You can talk to your children about the faith. You can even talk with them about the tough questions. You can even do it if you don’t know the answers—in fact, that might set you up for the biggest “win” of all with them.We could count on our youth pastors helping them with these hard questions. But don’t we parents have responsibility for our children above all? And then there’s another bit of research to bear in mind: the way a child sees his or her parents live out their faith is another top contributor to how consistently he or she sticks with it.
Talking To Your Children About Tough Questions is designed as a two-hour seminar. The first portion covers why it’s important to have those conversations, and how to experience that big “win” when you don’t know what to say about a hard question.
The optional second part addresses one to two tough questions in detail, demonstrating how to face these kinds of questions directly and giving understandable answers.
Which tough question(s)? One or two of the following, based on the needs of the group as determined by the seminar host.
- Homosexuality and Christianity. Based on my forthcoming Kregel Publications book, Hey Mom and Dad, Is it True That Christians Hate Gays?, this topic addresses the charge that Christianity is intolerant and hateful toward homosexuals.
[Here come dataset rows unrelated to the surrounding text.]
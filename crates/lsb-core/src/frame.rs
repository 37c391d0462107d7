//! The frame is the self-describing unit hidden in a container.
//!
//! All fields are written in this fixed order, every byte most significant bit first:
//!
//! | bytes | content                                  |
//! |-------|------------------------------------------|
//! | 1     | extension length `n`                     |
//! | n     | extension, printable ASCII, no leading `.` |
//! | 4     | payload length `m`, unsigned big endian  |
//! | m     | payload, verbatim                        |
//!
//! Changing any of the constants below breaks every image written before.

use std::io::{Cursor, Read};

use byteorder::{BigEndian, ReadBytesExt};
use log::debug;

use crate::bit_stream::BitStream;
use crate::error::LsbError;
use crate::media::capacity::required_bits;
use crate::result::Result;

/// width of the extension length field
pub const EXTENSION_LENGTH_BYTES: usize = 1;
/// width of the payload length field
pub const PAYLOAD_LENGTH_BYTES: usize = 4;
/// both length fields together
pub const HEADER_BYTES: usize = EXTENSION_LENGTH_BYTES + PAYLOAD_LENGTH_BYTES;
pub const MAX_EXTENSION_LEN: usize = u8::MAX as usize;
pub const MAX_PAYLOAD_LEN: u64 = u32::MAX as u64;

/// A payload together with the extension of the file it came from.
#[derive(Debug, Clone, PartialEq, Eq)]
pub struct Frame {
    extension: String,
    payload: Vec<u8>,
}

impl Frame {
    /// Fails with `InvalidExtension` or `PayloadTooLarge` when the values cannot be framed.
    pub fn new<S: Into<String>>(extension: S, payload: Vec<u8>) -> Result<Self> {
        let extension = extension.into();
        validate_extension(&extension)?;
        validate_payload_len(payload.len())?;

        Ok(Self { extension, payload })
    }

    pub fn extension(&self) -> &str {
        &self.extension
    }

    pub fn payload(&self) -> &[u8] {
        &self.payload
    }

    pub fn into_parts(self) -> (String, Vec<u8>) {
        (self.extension, self.payload)
    }

    /// number of carrier bits this frame occupies
    pub fn bit_len(&self) -> usize {
        required_bits(self.extension.len(), self.payload.len())
    }

    pub fn to_bytes(&self) -> Vec<u8> {
        encode(&self.extension, &self.payload)
    }

    pub fn to_bit_stream(&self) -> BitStream {
        BitStream::from_bytes(self.to_bytes())
    }

    /// Parses a bitstream written by [`Frame::to_bit_stream`].
    ///
    /// Any inconsistency between the declared lengths and the supplied bits is
    /// reported as `MalformedFrame`.
    pub fn from_bit_stream(bits: &BitStream) -> Result<Self> {
        if bits.len() % 8 != 0 {
            return Err(LsbError::MalformedFrame(format!(
                "{} bits do not form whole bytes",
                bits.len()
            )));
        }
        let bytes = bits.as_bytes();
        let mut cursor = Cursor::new(bytes);

        let extension_len = cursor
            .read_u8()
            .map_err(|_| LsbError::MalformedFrame("the extension length is missing".into()))?
            as usize;
        let extension = read_field(&mut cursor, extension_len, "extension")?;
        let extension = String::from_utf8(extension)
            .map_err(|_| LsbError::MalformedFrame("the extension is not valid text".into()))?;
        validate_extension(&extension).map_err(|e| LsbError::MalformedFrame(e.to_string()))?;

        let payload_len = cursor
            .read_u32::<BigEndian>()
            .map_err(|_| LsbError::MalformedFrame("the payload length is missing".into()))?
            as usize;
        let payload = read_field(&mut cursor, payload_len, "payload")?;

        let trailing = bytes.len() - cursor.position() as usize;
        if trailing != 0 {
            return Err(LsbError::MalformedFrame(format!(
                "{trailing} bytes follow the payload"
            )));
        }
        debug!(
            "Parsed frame: extension {extension:?}, payload {} bytes",
            payload.len()
        );

        Ok(Self { extension, payload })
    }
}

/// Serializes `extension` and `payload` into the frame bitstream without taking ownership.
pub fn build(extension: &str, payload: &[u8]) -> Result<BitStream> {
    validate_extension(extension)?;
    validate_payload_len(payload.len())?;

    Ok(BitStream::from_bytes(encode(extension, payload)))
}

/// Counterpart of [`build`].
pub fn parse(bits: &BitStream) -> Result<Frame> {
    Frame::from_bit_stream(bits)
}

/// the rules an extension has to follow on both sides of the codec
pub fn validate_extension(extension: &str) -> Result<()> {
    if extension.is_empty() {
        return Err(LsbError::invalid_extension(extension, "must not be empty"));
    }
    if extension.len() > MAX_EXTENSION_LEN {
        return Err(LsbError::invalid_extension(
            extension,
            format!(
                "is {} bytes long, at most {MAX_EXTENSION_LEN} bytes fit",
                extension.len()
            ),
        ));
    }
    if extension.starts_with('.') {
        return Err(LsbError::invalid_extension(
            extension,
            "must not start with a dot",
        ));
    }
    if !extension.bytes().all(|b| b.is_ascii_graphic()) {
        return Err(LsbError::invalid_extension(
            extension,
            "must consist of printable ASCII characters",
        ));
    }
    // it ends up in a file name
    if extension.contains(['/', '\\']) {
        return Err(LsbError::invalid_extension(
            extension,
            "must not contain a path separator",
        ));
    }

    Ok(())
}

fn validate_payload_len(len: usize) -> Result<()> {
    if len as u64 > MAX_PAYLOAD_LEN {
        return Err(LsbError::PayloadTooLarge(len));
    }

    Ok(())
}

fn encode(extension: &str, payload: &[u8]) -> Vec<u8> {
    let mut buffer = Vec::with_capacity(HEADER_BYTES + extension.len() + payload.len());
    buffer.push(extension.len() as u8);
    buffer.extend_from_slice(extension.as_bytes());
    buffer.extend_from_slice(&(payload.len() as u32).to_be_bytes());
    buffer.extend_from_slice(payload);

    buffer
}

fn read_field(cursor: &mut Cursor<&[u8]>, len: usize, field: &str) -> Result<Vec<u8>> {
    let remaining = cursor.get_ref().len() - cursor.position() as usize;
    if len > remaining {
        return Err(LsbError::MalformedFrame(format!(
            "the {field} declares {len} bytes but only {remaining} bytes remain"
        )));
    }
    let mut buf = vec![0; len];
    cursor.read_exact(&mut buf)?;

    Ok(buf)
}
Parents will learn how to explain the truth of God’s moral standards and how to live out those truths, with Christlike grace, at school and among friends.
- Does Faith Make Sense In An Age of Science? “Science and faith are in competition,” some say, and, “the more science succeeds, the more it shows that faith is a failure.” I grew up with that belief: I really thought science would someday shove religion right off the map. Through extensive study, though, tested by much debate with atheistic scientists, I’ve learned it’s the other way around: science grew up because of Christianity, and the two are still close friends, not enemies. If your children are learning the false view of reality I grew up with, this seminar will help you understand and explain that it’s really okay to believe in Christ in an age of science. (See also here.)
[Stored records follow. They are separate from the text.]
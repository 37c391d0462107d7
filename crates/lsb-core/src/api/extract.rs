use log::debug;

use crate::error::LsbError;
use crate::frame::Frame;
use crate::media::image::container::Container;
use crate::media::image::lsb_codec::extract_bits;
use crate::media::LsbCodecOptions;
use crate::result::Result;

pub fn prepare() -> ExtractApi {
    ExtractApi::default()
}

#[derive(Default, Debug)]
pub struct ExtractApi {
    image: Option<Vec<u8>>,
    options: LsbCodecOptions,
}

impl ExtractApi {
    /// Use the given codec options, they must equal the ones used for embedding
    pub fn with_options(mut self, options: LsbCodecOptions) -> Self {
        self.options = options;
        self
    }

    /// Raw bytes of the image file that contains the frame
    pub fn with_image<B: Into<Vec<u8>>>(mut self, image: B) -> Self {
        self.image = Some(image.into());
        self
    }

    /// Execute the extraction and return the hidden payload with its extension
    pub fn execute(self) -> Result<Frame> {
        let Some(image) = self.image else {
            return Err(LsbError::CarrierNotSet);
        };

        extract(&image, &self.options)
    }
}

pub(crate) fn extract(image: &[u8], options: &LsbCodecOptions) -> Result<Frame> {
    options.validate()?;
    let container = Container::decode(image)?;
    let bits = extract_bits(container.pixels(), options)?;
    let frame = Frame::from_bit_stream(&bits)?;
    debug!(
        "Extracted .{} payload of {} bytes from a {:?} image",
        frame.extension(),
        frame.payload().len(),
        container.format()
    );

    Ok(frame)
}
- The Moral Argument Against Truth. It used to be that the deepest debates were about whether Christianity is true. Now they’re about whether Christianity is good. Your children know that in our culture, Christians are seen as arrogant, exclusivist, intolerant, judgmental, and worse. Your children might even be asking, “how can I admit to being a Christian—or even decide to be a Christian—when everything around me tells me how bad Christians are?” This seminar helps you explain the goodness of Christianity, in the midst of multiple messages to the contrary, in a way you can pass it on to your children. (See also here.)
- Un-Creating Atheists. Peter Boghossian, professor of philosophy at Portland State University, has just released his Manual for Creating Atheists, and from a rhetorical and persuasive standpoint, it’s brilliant. It’s in at least it’s second printing already, as thousands of atheists are looking for ways to “create atheists.” And here’s the thing: Christians who don’t know the reasons for their faith are vulnerable. This seminar, based on the Internet’s and the first published book in answer to his strategies, explains where Boghossian’s brilliance ends and his multiple errors begin, and why his methods for creating atheists can only work among the uninformed.
It’s a chance for you to discover for yourself that even the hardest questions have answers you can take home with you.